The documentary feature, Freedom is Beautiful, focuses on two remarkable Kurdish Iranian asylum seekers who are musicians, artists, poets and close friends. Farhad Bandesh and Mostafa ‘Moz’ Azimitibar were also freed within a month of each other, in 2020, after each having spent eight years locked up in brutal refugee camps on Papua New Guinea’s Manus Island and a Melbourne detention center run by the Australian Government. Aussie filmmaker and artist Angus McDonald – who has staged over 30 worldwide painting exhibitions and is a six-time finalist for the coveted art award, the Archibald Prize – made his first short film, Manus, in 2019 and spoke to us from the Sydney Film Festival premiere of his first documentary feature film, shortly after he was reunited with Bandesh and Azimitibar.

 

Why did you want to make this film?

I’ve been a full-time artist, a painter, for about 25 years but I got into this area of advocacy and activism almost by accident about five years ago and I’ve been making film content since then. With Freedom is Beautiful, I deliberately wanted to try and focus around this very large, complex issue that’s happening globally by telling the stories of two very charismatic, incredible individuals to try and humanize the issue.

What prompted your first short film, Manus, in 2019?

 After I left art school in Australia, I lived on a small island in Greece for six years, and it was very close to the Turkish coast. I made a lot of friends in Greece at that time so in 2015, when there was a massive migrant crisis of about a million migrants, mostly from the Syrian conflict, passing through the Turkish coast and through the Greek islands –  a lot of my friends from earlier years were telling me about it and I had some time, so I flew over and learned about this incredible influx of people at the same time I began to learn more about the very hard policies the Australian Federal Government had implemented on refugees a few years earlier. I realized that just painting wasn’t going to really make an impact and that I probably needed to use a media that people were more interested in, which is obviously film.

Was it important to you that Moz and Farhad were both artists too?

People talk a lot about art being an important part of the spectrum of activism, but it was so clear in the case of these guys, and I wanted to convey to people how that actually works. They were stuck in a desperate situation and were already talented artists who grew up in a Kurdish culture of using art for resistance. I was fascinated to try and tell that story and I recognized that we had a lot to talk about during the two-and-a-quarter years of making this project, because they’re also amazing musicians and poets.

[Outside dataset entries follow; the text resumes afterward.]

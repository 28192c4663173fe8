use std::sync::atomic::{AtomicBool, Ordering};
use std::sync::Arc;
use std::thread;
use std::time::Duration;

use auxwire_proto::Response;
use auxwire_session::{clamp_duty, Controller, RequestSink, SessionError};
use tracing::{info, warn};

use crate::cmd::{install_ctrlc_handler, open_session, parse_duration, DriveArgs};
use crate::exit::{session_error, CliError, CliResult, INTERNAL, SUCCESS, USAGE};
use crate::output::{print_response, OutputFormat};

/// Granularity at which the schedule notices Ctrl-C between steps.
const POLL_STEP: Duration = Duration::from_millis(50);

pub fn run(args: DriveArgs, format: OutputFormat) -> CliResult<i32> {
    let interval = parse_duration(&args.interval)?;
    for duty in &args.duty {
        clamp_duty(*duty).map_err(|err| CliError::new(USAGE, format!("--duty: {err}")))?;
    }

    let session = open_session(&args.target, None)?;
    let on_ctrlc = session
        .shutdown_handle()
        .map_err(|err| session_error("connect failed", err))?;
    let on_finish = session
        .shutdown_handle()
        .map_err(|err| session_error("connect failed", err))?;

    let running = Arc::new(AtomicBool::new(true));
    install_ctrlc_handler(running.clone(), on_ctrlc)?;

    // Receive on this thread, send from a worker.
    let (sender, mut receiver) = session.split();
    let schedule = Schedule {
        duties: args.duty,
        interval,
        with_temp: args.with_temp,
    };
    let worker_running = running.clone();
    let producer = thread::spawn(move || {
        let mut controller = Controller::new(sender);
        let result = schedule.run(&mut controller, &worker_running);
        // Let the receive loop see end of stream once the schedule is done.
        let _ = on_finish.shutdown();
        result
    });

    let mut received = 0usize;
    let mut receive_error = None;
    for response in receiver.receive_all::<Response>() {
        match response {
            Ok(response) => {
                print_response(&response, format);
                received += 1;
            }
            Err(err) => {
                if running.load(Ordering::SeqCst) {
                    receive_error = Some(err);
                }
                break;
            }
        }
    }

    let sent = producer
        .join()
        .map_err(|_| CliError::new(INTERNAL, "schedule thread panicked"))?;
    let interrupted = !running.load(Ordering::SeqCst);

    if let Some(err) = receive_error {
        return Err(session_error("receive failed", err));
    }
    match sent {
        Ok(sent) => info!(sent, received, "schedule finished"),
        Err(_) if interrupted => info!(received, "schedule interrupted"),
        Err(err) => return Err(session_error("send failed", err)),
    }
    Ok(SUCCESS)
}

struct Schedule {
    duties: Vec<f64>,
    interval: Duration,
    with_temp: bool,
}

impl Schedule {
    /// Send every step, pausing `interval` after each. Returns requests sent.
    fn run<S: RequestSink>(
        &self,
        controller: &mut Controller<S>,
        running: &AtomicBool,
    ) -> Result<usize, SessionError> {
        let mut sent = 0usize;
        for duty in &self.duties {
            if !running.load(Ordering::SeqCst) {
                break;
            }
            let id = controller.set_fan_duty(*duty)?;
            sent += 1;
            info!(id, duty, "fan step");

            if self.with_temp {
                controller.query_temperature()?;
                sent += 1;
            }

            if !pause(self.interval, running) {
                warn!("schedule interrupted");
                break;
            }
        }
        Ok(sent)
    }
}

/// Sleep for `total`, returning early (false) once `running` clears.
fn pause(total: Duration, running: &AtomicBool) -> bool {
    let mut remaining = total;
    while !remaining.is_zero() {
        if !running.load(Ordering::SeqCst) {
            return false;
        }
        let step = remaining.min(POLL_STEP);
        thread::sleep(step);
        remaining -= step;
    }
    running.load(Ordering::SeqCst)
}

#[cfg(test)]
mod tests {
    use auxwire_proto::{FanCommand, Request, RequestBody, TempCommand};

    use super::*;

    #[derive(Default)]
    struct RecordingSink {
        sent: Vec<Request>,
    }

    impl RequestSink for RecordingSink {
        fn send_request(&mut self, request: &Request) -> Result<(), SessionError> {
            self.sent.push(request.clone());
            Ok(())
        }
    }

    #[test]
    fn schedule_sends_every_step() {
        let schedule = Schedule {
            duties: vec![0.0, 0.5, 1.0],
            interval: Duration::from_millis(1),
            with_temp: true,
        };
        let mut controller = Controller::new(RecordingSink::default());
        let running = AtomicBool::new(true);

        assert_eq!(schedule.run(&mut controller, &running).unwrap(), 6);

        let bodies: Vec<RequestBody> = controller
            .into_inner()
            .sent
            .into_iter()
            .map(|r| r.body)
            .collect();
        assert_eq!(
            bodies,
            vec![
                RequestBody::Fan(FanCommand::Set { duty: 0 }),
                RequestBody::Temp(TempCommand::Get),
                RequestBody::Fan(FanCommand::Set { duty: 32768 }),
                RequestBody::Temp(TempCommand::Get),
                RequestBody::Fan(FanCommand::Set { duty: 65535 }),
                RequestBody::Temp(TempCommand::Get),
            ]
        );
    }

    #[test]
    fn schedule_stops_when_interrupted() {
        let schedule = Schedule {
            duties: vec![0.2, 0.4],
            interval: Duration::from_millis(1),
            with_temp: false,
        };
        let mut controller = Controller::new(RecordingSink::default());
        let running = AtomicBool::new(false);

        assert_eq!(schedule.run(&mut controller, &running).unwrap(), 0);
        assert!(controller.sink().sent.is_empty());
    }

    #[test]
    fn pause_returns_early() {
        let running = AtomicBool::new(false);
        assert!(!pause(Duration::from_secs(10), &running));
    }
}
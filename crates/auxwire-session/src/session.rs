use std::io::{Read, Write};
use std::marker::PhantomData;

use auxwire_frame::{FrameConfig, FrameReader, FrameWriter};
use auxwire_proto::Message;
use tracing::{debug, warn};

use crate::error::{Result, SessionError};

/// Session behavior configuration.
#[derive(Debug, Clone, Default)]
pub struct SessionConfig {
    /// Frame limits and timeouts applied to both directions.
    pub frame: FrameConfig,
}

/// Receive half of a session.
///
/// Owns the partial-frame buffer. Once the input ends or an error is
/// reported the receiver is ended and every later `receive` returns
/// `Ok(None)`.
pub struct SessionReceiver<R> {
    reader: FrameReader<R>,
    ended: bool,
}

impl<R: Read> SessionReceiver<R> {
    pub fn new(inner: R) -> Self {
        Self::with_config(inner, &SessionConfig::default())
    }

    pub fn with_config(inner: R, config: &SessionConfig) -> Self {
        Self::from_reader(FrameReader::with_config(inner, config.frame.clone()))
    }

    pub(crate) fn from_reader(reader: FrameReader<R>) -> Self {
        Self {
            reader,
            ended: false,
        }
    }

    /// Block until the next message arrives.
    ///
    /// Returns `Ok(None)` when the input ended cleanly between frames.
    pub fn receive<M: Message>(&mut self) -> Result<Option<M>> {
        if self.ended {
            return Ok(None);
        }

        let result = self.next_message();
        match &result {
            Ok(Some(_)) => {}
            Ok(None) => {
                debug!("session input ended");
                self.ended = true;
            }
            Err(err) => {
                debug!(error = %err, "session receive failed");
                self.ended = true;
            }
        }
        result
    }

    fn next_message<M: Message>(&mut self) -> Result<Option<M>> {
        let Some(payload) = self
            .reader
            .read_payload()
            .map_err(SessionError::from_read)?
        else {
            return Ok(None);
        };

        debug!(len = payload.len(), kind = M::KIND, "frame received");
        M::parse(&payload)
            .map(Some)
            .map_err(|source| SessionError::ParseFailed {
                len: payload.len(),
                source,
            })
    }

    /// Lazily receive messages until end of stream or the first error.
    pub fn receive_all<M: Message>(&mut self) -> Messages<'_, R, M> {
        Messages {
            receiver: self,
            _message: PhantomData,
        }
    }

    /// Whether the input has ended or failed.
    pub fn is_ended(&self) -> bool {
        self.ended
    }

    pub fn get_ref(&self) -> &R {
        self.reader.get_ref()
    }

    pub fn into_inner(self) -> R {
        self.reader.into_inner()
    }
}

/// Send half of a session.
///
/// Owns the scratch encode buffer. A stream failure closes the sender for
/// good; later sends fail with [`SessionError::Closed`].
pub struct SessionSender<W> {
    writer: FrameWriter<W>,
    closed: bool,
}

impl<W: Write> SessionSender<W> {
    pub fn new(inner: W) -> Self {
        Self::with_config(inner, &SessionConfig::default())
    }

    pub fn with_config(inner: W, config: &SessionConfig) -> Self {
        Self::from_writer(FrameWriter::with_config(inner, config.frame.clone()))
    }

    pub(crate) fn from_writer(writer: FrameWriter<W>) -> Self {
        Self {
            writer,
            closed: false,
        }
    }

    /// Serialize, frame and write one message, then flush.
    pub fn send<M: Message>(&mut self, message: &M) -> Result<()> {
        if self.closed {
            return Err(SessionError::Closed);
        }

        let payload = message.serialize().map_err(SessionError::Serialize)?;
        match self.writer.send(&payload) {
            Ok(()) => {
                debug!(len = payload.len(), kind = M::KIND, "frame sent");
                Ok(())
            }
            Err(err) => {
                let err = SessionError::from_write(payload.len(), err);
                // An oversized message never reached the stream.
                if !matches!(err, SessionError::FrameTooLarge { .. }) {
                    warn!(error = %err, "session send failed, closing sender");
                    self.closed = true;
                }
                Err(err)
            }
        }
    }

    /// Whether an earlier write failure closed this sender.
    pub fn is_closed(&self) -> bool {
        self.closed
    }

    pub fn get_ref(&self) -> &W {
        self.writer.get_ref()
    }

    pub fn into_inner(self) -> W {
        self.writer.into_inner()
    }
}

/// A full-duplex message session over one input and one output stream.
///
/// Use [`Session::split`] to drive each direction from its own thread.
pub struct Session<R, W> {
    receiver: SessionReceiver<R>,
    sender: SessionSender<W>,
}

impl<R: Read, W: Write> Session<R, W> {
    pub fn new(input: R, output: W) -> Self {
        Self::with_config(input, output, &SessionConfig::default())
    }

    pub fn with_config(input: R, output: W, config: &SessionConfig) -> Self {
        Self::from_parts(
            SessionReceiver::with_config(input, config),
            SessionSender::with_config(output, config),
        )
    }

    pub fn from_parts(receiver: SessionReceiver<R>, sender: SessionSender<W>) -> Self {
        Self { receiver, sender }
    }

    pub fn send<M: Message>(&mut self, message: &M) -> Result<()> {
        self.sender.send(message)
    }

    pub fn receive<M: Message>(&mut self) -> Result<Option<M>> {
        self.receiver.receive()
    }

    pub fn receive_all<M: Message>(&mut self) -> Messages<'_, R, M> {
        self.receiver.receive_all()
    }

    pub fn is_ended(&self) -> bool {
        self.receiver.is_ended()
    }

    pub fn sender(&self) -> &SessionSender<W> {
        &self.sender
    }

    pub fn receiver(&self) -> &SessionReceiver<R> {
        &self.receiver
    }

    /// Separate the halves so each can move to its own thread.
    pub fn split(self) -> (SessionSender<W>, SessionReceiver<R>) {
        (self.sender, self.receiver)
    }
}

/// Iterator returned by [`SessionReceiver::receive_all`].
///
/// Yields at most one error, after which it is exhausted.
pub struct Messages<'a, R, M> {
    receiver: &'a mut SessionReceiver<R>,
    _message: PhantomData<fn() -> M>,
}

impl<R: Read, M: Message> Iterator for Messages<'_, R, M> {
    type Item = Result<M>;

    fn next(&mut self) -> Option<Self::Item> {
        self.receiver.receive().transpose()
    }
}

impl<R: Read, M: Message> std::iter::FusedIterator for Messages<'_, R, M> {}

Do you want to continue as a filmmaker?

I don’t want to think about it too much now because we’ve got a lot to do with this film coming out, but honestly, I’m hooked! I’ll always paint, because I love just being in my studio and making work, but filmmaking is so complicated and difficult compared to painting – like painting in seven dimensions!

Are you still hopeful about refugee policies improving in Australia?

I’m always hopeful, that’s just my nature. But social change is an excruciating process, full of disappointments. The big problem that is looming – and why this film might be very important in places outside Australia – is there are around 80 million displaced people in the world right now. Many have mostly been displaced because of conflict and persecution, but there’s also a whole new stream of people that are starting to be forcibly displaced because of climate change. The issue is only going to get bigger, and we need to try and get people talking about that to find a fairer, more tolerant and decent way to deal with all of this in the future.